Restate word for word every line from the top of the data below down through the line that holds "it suitable for".

• SOURCE DATA:
····················

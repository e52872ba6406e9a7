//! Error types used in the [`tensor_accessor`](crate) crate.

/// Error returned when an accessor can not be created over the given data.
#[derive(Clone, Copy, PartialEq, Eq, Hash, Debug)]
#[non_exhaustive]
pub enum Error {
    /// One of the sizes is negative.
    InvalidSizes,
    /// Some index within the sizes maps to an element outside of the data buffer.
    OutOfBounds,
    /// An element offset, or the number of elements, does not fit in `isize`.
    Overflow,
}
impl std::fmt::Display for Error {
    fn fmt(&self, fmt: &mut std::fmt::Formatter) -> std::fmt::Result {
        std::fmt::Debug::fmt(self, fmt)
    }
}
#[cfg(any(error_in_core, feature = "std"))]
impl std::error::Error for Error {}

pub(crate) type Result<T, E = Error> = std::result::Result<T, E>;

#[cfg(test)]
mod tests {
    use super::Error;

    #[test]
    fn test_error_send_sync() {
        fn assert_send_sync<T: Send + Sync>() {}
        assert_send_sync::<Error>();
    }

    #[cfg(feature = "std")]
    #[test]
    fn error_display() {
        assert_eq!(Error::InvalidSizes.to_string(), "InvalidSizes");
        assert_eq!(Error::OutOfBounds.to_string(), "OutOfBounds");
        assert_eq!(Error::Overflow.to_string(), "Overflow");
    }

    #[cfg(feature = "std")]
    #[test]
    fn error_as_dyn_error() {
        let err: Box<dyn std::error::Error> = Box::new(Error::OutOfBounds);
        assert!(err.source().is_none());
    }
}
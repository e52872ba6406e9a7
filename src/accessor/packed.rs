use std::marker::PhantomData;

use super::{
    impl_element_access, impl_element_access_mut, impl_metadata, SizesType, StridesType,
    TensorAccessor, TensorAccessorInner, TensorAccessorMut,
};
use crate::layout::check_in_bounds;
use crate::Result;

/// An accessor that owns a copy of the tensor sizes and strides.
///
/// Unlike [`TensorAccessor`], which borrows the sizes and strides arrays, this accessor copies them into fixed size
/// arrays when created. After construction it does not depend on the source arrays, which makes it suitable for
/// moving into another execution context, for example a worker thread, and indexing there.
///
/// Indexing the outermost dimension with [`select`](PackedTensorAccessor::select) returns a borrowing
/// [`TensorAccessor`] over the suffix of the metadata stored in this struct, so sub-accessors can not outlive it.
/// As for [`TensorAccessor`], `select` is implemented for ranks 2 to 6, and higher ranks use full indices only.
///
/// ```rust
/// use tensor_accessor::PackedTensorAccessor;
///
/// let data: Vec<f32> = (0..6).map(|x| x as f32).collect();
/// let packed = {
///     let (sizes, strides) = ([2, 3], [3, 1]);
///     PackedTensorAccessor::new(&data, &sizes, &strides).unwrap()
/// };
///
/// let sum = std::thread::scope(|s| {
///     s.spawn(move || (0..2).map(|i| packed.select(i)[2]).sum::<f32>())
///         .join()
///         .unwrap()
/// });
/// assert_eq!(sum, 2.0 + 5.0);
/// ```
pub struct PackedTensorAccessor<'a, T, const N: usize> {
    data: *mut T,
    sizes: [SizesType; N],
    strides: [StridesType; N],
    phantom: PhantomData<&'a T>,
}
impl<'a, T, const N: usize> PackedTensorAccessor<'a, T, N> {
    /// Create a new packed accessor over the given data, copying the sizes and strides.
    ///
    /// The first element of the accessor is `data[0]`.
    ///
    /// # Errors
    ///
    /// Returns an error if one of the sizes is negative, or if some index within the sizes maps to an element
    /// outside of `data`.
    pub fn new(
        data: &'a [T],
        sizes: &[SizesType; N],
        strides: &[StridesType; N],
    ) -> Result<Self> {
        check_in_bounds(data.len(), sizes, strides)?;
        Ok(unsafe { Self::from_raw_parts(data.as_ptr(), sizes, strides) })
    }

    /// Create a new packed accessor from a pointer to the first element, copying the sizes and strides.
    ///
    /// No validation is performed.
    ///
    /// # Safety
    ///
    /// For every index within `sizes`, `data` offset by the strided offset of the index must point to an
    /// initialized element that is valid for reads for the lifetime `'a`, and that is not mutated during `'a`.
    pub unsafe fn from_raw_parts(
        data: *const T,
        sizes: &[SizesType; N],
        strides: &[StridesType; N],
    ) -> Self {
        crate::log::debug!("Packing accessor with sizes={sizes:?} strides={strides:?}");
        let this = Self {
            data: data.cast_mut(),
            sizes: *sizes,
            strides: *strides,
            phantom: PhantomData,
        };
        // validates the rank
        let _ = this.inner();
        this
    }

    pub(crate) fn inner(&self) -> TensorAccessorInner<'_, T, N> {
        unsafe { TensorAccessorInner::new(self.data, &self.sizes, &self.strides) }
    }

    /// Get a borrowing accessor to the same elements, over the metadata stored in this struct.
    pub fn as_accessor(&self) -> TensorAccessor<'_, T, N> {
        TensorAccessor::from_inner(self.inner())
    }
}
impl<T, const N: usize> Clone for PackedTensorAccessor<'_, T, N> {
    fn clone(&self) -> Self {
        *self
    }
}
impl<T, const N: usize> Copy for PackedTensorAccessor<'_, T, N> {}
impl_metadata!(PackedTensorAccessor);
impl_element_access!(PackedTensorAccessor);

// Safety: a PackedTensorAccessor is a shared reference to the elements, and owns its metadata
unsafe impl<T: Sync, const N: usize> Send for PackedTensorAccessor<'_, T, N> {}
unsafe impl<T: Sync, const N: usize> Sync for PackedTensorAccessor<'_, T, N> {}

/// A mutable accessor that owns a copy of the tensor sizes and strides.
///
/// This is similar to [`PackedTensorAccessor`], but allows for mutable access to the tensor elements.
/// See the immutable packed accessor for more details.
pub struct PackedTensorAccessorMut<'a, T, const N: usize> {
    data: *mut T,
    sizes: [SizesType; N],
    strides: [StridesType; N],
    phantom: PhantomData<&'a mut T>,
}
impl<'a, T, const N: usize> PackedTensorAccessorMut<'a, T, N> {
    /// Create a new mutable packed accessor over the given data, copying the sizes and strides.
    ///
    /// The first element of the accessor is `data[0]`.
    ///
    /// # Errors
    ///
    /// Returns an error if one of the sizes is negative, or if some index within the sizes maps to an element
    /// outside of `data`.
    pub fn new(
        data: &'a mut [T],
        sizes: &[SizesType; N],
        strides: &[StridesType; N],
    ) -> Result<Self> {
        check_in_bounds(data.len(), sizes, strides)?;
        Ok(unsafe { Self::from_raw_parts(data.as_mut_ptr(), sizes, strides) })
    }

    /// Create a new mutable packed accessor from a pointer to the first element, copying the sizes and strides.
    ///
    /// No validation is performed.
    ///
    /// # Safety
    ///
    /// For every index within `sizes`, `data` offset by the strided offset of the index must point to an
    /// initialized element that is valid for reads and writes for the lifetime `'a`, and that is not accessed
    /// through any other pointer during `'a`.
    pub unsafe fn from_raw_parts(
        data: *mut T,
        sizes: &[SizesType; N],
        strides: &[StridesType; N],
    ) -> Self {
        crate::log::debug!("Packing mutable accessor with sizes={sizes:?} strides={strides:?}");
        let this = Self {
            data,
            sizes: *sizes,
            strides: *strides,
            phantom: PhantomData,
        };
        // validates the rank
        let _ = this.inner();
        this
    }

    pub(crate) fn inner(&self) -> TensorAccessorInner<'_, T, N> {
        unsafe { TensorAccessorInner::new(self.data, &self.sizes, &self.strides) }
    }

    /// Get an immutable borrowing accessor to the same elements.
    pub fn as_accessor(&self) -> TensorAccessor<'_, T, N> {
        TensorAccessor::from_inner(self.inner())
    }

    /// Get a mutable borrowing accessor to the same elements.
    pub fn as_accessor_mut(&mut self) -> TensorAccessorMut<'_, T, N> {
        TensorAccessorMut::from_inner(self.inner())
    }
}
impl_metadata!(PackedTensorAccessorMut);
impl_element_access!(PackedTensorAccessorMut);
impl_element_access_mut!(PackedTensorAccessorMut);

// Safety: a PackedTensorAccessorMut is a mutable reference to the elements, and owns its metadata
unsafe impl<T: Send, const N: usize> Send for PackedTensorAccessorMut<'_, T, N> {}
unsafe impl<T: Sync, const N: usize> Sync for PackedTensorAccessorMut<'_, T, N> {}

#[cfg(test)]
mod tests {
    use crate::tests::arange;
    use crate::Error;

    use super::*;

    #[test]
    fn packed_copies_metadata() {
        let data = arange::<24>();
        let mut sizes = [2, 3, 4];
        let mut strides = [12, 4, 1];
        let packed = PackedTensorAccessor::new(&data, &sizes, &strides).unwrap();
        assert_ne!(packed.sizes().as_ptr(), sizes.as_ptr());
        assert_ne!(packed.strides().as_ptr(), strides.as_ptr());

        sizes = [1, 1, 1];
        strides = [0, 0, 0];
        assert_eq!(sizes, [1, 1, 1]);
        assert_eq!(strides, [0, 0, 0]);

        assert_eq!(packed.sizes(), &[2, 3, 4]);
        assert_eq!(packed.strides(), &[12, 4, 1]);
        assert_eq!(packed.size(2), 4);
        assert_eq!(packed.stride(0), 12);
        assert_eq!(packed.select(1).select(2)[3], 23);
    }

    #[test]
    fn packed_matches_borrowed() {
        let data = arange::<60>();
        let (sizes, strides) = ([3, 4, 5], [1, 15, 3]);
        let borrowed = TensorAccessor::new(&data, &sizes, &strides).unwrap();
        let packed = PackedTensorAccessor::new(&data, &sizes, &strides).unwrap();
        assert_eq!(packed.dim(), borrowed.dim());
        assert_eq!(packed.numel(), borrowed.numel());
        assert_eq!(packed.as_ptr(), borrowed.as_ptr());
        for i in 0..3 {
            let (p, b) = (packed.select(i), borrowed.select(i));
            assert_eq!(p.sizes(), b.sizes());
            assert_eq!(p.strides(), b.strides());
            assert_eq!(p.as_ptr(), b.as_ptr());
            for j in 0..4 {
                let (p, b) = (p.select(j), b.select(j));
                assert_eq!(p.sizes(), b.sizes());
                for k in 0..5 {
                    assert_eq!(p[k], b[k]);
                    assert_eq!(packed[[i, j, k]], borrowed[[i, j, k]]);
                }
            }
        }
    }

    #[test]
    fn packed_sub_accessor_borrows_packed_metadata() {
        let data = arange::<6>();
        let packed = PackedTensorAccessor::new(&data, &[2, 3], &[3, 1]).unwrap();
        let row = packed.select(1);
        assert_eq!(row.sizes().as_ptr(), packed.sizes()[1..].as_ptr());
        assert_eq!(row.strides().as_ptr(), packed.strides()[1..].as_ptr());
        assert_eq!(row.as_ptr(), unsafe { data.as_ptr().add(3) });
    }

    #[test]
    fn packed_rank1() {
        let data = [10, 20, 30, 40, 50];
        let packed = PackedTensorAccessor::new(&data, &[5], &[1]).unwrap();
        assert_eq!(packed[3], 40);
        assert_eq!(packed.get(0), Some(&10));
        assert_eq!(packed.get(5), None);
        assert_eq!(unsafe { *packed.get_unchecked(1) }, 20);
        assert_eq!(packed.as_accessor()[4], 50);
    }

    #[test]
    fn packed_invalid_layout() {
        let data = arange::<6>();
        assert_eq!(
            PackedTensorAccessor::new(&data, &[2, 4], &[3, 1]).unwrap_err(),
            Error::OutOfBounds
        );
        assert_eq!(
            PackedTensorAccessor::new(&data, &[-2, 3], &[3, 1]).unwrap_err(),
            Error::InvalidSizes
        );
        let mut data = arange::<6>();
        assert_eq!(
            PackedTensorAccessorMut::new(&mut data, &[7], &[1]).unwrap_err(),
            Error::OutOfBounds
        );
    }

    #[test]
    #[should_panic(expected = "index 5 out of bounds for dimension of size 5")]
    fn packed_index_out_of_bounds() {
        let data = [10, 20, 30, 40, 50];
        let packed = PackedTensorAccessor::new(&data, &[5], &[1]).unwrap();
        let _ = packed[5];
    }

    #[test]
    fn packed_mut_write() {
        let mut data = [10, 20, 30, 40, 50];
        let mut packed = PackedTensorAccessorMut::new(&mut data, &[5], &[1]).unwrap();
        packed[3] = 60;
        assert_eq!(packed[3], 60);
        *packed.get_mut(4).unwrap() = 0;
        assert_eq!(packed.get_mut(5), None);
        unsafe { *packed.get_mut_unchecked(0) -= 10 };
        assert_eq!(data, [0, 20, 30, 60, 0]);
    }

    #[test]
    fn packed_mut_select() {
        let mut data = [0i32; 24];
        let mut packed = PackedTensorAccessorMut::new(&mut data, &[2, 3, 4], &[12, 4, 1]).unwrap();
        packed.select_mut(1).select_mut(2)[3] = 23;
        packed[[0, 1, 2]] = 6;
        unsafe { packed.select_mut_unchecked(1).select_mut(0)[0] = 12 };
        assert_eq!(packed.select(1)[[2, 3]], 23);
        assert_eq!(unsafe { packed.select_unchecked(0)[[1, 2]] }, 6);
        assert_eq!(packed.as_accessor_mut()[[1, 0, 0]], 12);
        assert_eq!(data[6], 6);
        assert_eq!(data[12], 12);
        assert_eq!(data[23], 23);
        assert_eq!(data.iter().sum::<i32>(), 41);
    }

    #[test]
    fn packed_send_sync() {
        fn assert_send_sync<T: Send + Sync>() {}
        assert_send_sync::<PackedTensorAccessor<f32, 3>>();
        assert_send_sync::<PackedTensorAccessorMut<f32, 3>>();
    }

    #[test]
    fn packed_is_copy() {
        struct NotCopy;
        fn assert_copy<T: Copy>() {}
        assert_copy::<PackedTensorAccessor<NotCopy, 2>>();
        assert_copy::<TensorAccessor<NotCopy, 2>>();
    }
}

····················

• TASK ANSWER:
repository e52872ba6406e9a7
//! Error types used in the [`tensor_accessor`](crate) crate.

/// Error returned when an accessor can not be created over the given data.
#[derive(Clone, Copy, PartialEq, Eq, Hash, Debug)]
#[non_exhaustive]
pub enum Error {
    /// One of the sizes is negative.
    InvalidSizes,
    /// Some index within the sizes maps to an element outside of the data buffer.
    OutOfBounds,
    /// An element offset, or the number of elements, does not fit in `isize`.
    Overflow,
}
impl std::fmt::Display for Error {
    fn fmt(&self, fmt: &mut std::fmt::Formatter) -> std::fmt::Result {
        std::fmt::Debug::fmt(self, fmt)
    }
}
#[cfg(any(error_in_core, feature = "std"))]
impl std::error::Error for Error {}

pub(crate) type Result<T, E = Error> = std::result::Result<T, E>;

#[cfg(test)]
mod tests {
    use super::Error;

    #[test]
    fn test_error_send_sync() {
        fn assert_send_sync<T: Send + Sync>() {}
        assert_send_sync::<Error>();
    }

    #[cfg(feature = "std")]
    #[test]
    fn error_display() {
        assert_eq!(Error::InvalidSizes.to_string(), "InvalidSizes");
        assert_eq!(Error::OutOfBounds.to_string(), "OutOfBounds");
        assert_eq!(Error::Overflow.to_string(), "Overflow");
    }

    #[cfg(feature = "std")]
    #[test]
    fn error_as_dyn_error() {
        let err: Box<dyn std::error::Error> = Box::new(Error::OutOfBounds);
        assert!(err.source().is_none());
    }
}
repository e52872ba6406e9a7
filename src/accessor/packed.rs
use std::marker::PhantomData;

use super::{
    impl_element_access, impl_element_access_mut, impl_metadata, SizesType, StridesType,
    TensorAccessor, TensorAccessorInner, TensorAccessorMut,
};
use crate::layout::check_in_bounds;
use crate::Result;

/// An accessor that owns a copy of the tensor sizes and strides.
///
/// Unlike [`TensorAccessor`], which borrows the sizes and strides arrays, this accessor copies them into fixed size
/// arrays when created. After construction it does not depend on the source arrays, which makes it suitable for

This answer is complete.